**** EXTRACTED MATERIAL ****

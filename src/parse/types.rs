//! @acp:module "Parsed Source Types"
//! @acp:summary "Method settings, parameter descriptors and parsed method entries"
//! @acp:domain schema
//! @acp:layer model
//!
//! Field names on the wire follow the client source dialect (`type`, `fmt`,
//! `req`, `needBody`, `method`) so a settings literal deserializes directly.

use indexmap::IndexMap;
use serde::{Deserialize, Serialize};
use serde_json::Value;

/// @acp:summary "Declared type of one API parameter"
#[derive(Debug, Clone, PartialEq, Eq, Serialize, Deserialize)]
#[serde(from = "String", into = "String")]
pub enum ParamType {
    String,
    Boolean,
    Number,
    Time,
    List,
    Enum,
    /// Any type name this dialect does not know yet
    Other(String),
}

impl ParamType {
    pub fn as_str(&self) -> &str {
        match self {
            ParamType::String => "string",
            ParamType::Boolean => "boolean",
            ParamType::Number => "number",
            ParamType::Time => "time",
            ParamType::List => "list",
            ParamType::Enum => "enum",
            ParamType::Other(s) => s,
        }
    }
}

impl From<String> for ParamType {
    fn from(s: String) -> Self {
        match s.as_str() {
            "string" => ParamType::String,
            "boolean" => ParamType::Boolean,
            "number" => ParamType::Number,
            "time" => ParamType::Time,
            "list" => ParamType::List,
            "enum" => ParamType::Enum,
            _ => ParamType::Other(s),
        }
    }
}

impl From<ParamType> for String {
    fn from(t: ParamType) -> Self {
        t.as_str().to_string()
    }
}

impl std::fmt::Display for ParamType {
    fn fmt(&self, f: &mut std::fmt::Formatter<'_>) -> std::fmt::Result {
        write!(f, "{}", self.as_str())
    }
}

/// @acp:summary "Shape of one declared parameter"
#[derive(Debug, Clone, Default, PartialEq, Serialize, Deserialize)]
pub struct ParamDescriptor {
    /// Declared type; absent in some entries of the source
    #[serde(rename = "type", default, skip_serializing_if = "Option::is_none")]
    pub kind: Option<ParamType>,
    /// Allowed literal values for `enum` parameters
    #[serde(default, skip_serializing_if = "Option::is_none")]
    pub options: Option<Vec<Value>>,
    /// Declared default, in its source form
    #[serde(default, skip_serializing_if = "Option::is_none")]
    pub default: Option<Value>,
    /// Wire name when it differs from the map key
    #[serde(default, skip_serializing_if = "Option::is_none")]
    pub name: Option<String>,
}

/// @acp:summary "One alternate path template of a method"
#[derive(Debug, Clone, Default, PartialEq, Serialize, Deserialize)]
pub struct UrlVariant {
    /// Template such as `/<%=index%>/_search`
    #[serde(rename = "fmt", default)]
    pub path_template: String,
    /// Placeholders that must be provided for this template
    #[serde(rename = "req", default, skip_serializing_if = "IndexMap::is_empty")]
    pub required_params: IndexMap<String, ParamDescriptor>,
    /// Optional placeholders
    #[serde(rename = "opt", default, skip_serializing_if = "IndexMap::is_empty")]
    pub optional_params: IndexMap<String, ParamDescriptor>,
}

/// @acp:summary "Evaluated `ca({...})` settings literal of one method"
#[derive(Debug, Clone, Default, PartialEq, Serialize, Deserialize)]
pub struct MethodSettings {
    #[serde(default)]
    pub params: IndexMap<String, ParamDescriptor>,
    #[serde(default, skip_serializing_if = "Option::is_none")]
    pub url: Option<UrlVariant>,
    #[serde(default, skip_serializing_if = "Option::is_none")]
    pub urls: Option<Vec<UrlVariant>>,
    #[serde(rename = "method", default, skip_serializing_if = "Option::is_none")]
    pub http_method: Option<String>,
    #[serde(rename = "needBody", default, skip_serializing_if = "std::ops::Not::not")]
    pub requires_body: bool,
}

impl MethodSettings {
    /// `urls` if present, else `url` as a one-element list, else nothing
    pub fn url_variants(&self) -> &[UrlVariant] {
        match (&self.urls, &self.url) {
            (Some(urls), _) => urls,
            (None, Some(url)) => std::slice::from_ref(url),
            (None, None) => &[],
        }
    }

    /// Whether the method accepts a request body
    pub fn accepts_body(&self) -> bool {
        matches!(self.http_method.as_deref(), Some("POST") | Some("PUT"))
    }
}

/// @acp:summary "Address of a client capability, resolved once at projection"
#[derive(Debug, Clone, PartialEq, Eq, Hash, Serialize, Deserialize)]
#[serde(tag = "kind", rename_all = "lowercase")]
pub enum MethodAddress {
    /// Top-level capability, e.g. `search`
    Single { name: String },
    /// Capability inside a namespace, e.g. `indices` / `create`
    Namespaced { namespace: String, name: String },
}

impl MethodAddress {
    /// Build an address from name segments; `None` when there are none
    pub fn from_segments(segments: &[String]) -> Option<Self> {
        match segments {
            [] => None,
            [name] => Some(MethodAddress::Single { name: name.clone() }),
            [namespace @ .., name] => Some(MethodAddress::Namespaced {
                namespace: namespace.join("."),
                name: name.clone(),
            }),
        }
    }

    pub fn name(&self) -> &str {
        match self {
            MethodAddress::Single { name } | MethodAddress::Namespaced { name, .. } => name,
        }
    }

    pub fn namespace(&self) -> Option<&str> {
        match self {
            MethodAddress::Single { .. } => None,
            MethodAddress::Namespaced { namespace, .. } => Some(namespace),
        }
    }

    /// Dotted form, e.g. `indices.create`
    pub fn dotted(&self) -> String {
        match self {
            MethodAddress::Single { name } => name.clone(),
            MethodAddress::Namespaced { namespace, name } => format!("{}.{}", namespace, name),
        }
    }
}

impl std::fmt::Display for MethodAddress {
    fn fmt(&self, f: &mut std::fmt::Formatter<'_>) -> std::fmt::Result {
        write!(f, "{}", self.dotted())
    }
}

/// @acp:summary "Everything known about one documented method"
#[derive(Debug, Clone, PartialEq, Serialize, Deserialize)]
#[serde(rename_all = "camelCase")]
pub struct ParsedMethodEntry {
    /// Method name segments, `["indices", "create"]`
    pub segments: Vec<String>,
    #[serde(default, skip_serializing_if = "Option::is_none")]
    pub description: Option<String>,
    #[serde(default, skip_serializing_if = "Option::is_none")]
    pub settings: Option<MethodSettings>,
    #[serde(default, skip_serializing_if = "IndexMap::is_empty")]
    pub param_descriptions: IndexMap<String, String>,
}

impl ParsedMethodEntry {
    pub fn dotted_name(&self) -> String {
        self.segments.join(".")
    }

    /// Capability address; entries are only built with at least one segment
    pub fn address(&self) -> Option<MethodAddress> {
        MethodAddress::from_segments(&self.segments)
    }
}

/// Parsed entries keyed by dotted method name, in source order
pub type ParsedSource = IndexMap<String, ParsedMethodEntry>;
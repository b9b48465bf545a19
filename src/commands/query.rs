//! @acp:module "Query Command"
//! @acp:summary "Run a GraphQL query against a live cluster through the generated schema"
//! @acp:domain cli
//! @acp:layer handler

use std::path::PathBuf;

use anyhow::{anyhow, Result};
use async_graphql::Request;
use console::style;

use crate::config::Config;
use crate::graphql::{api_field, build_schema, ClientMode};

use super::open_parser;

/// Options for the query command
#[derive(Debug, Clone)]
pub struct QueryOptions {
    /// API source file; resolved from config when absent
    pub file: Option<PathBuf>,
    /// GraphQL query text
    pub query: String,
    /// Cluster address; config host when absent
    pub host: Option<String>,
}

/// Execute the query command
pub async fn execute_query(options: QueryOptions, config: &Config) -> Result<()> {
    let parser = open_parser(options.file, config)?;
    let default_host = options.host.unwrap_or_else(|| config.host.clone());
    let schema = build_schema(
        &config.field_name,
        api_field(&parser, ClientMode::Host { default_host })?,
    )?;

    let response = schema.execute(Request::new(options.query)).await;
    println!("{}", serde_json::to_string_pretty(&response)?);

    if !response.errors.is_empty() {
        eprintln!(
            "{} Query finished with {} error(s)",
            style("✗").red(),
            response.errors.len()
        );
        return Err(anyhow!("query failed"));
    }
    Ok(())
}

****

Lines after the one containing "use serde_json::Value;" are not wanted; repeat exactly each line above from the first up to and including it.

• RESULT OF THE TASK
filename src/parse/types.rs
//! @acp:module "Parsed Source Types"
//! @acp:summary "Method settings, parameter descriptors and parsed method entries"
//! @acp:domain schema
//! @acp:layer model
//!
//! Field names on the wire follow the client source dialect (`type`, `fmt`,
//! `req`, `needBody`, `method`) so a settings literal deserializes directly.

use indexmap::IndexMap;
use serde::{Deserialize, Serialize};
use serde_json::Value;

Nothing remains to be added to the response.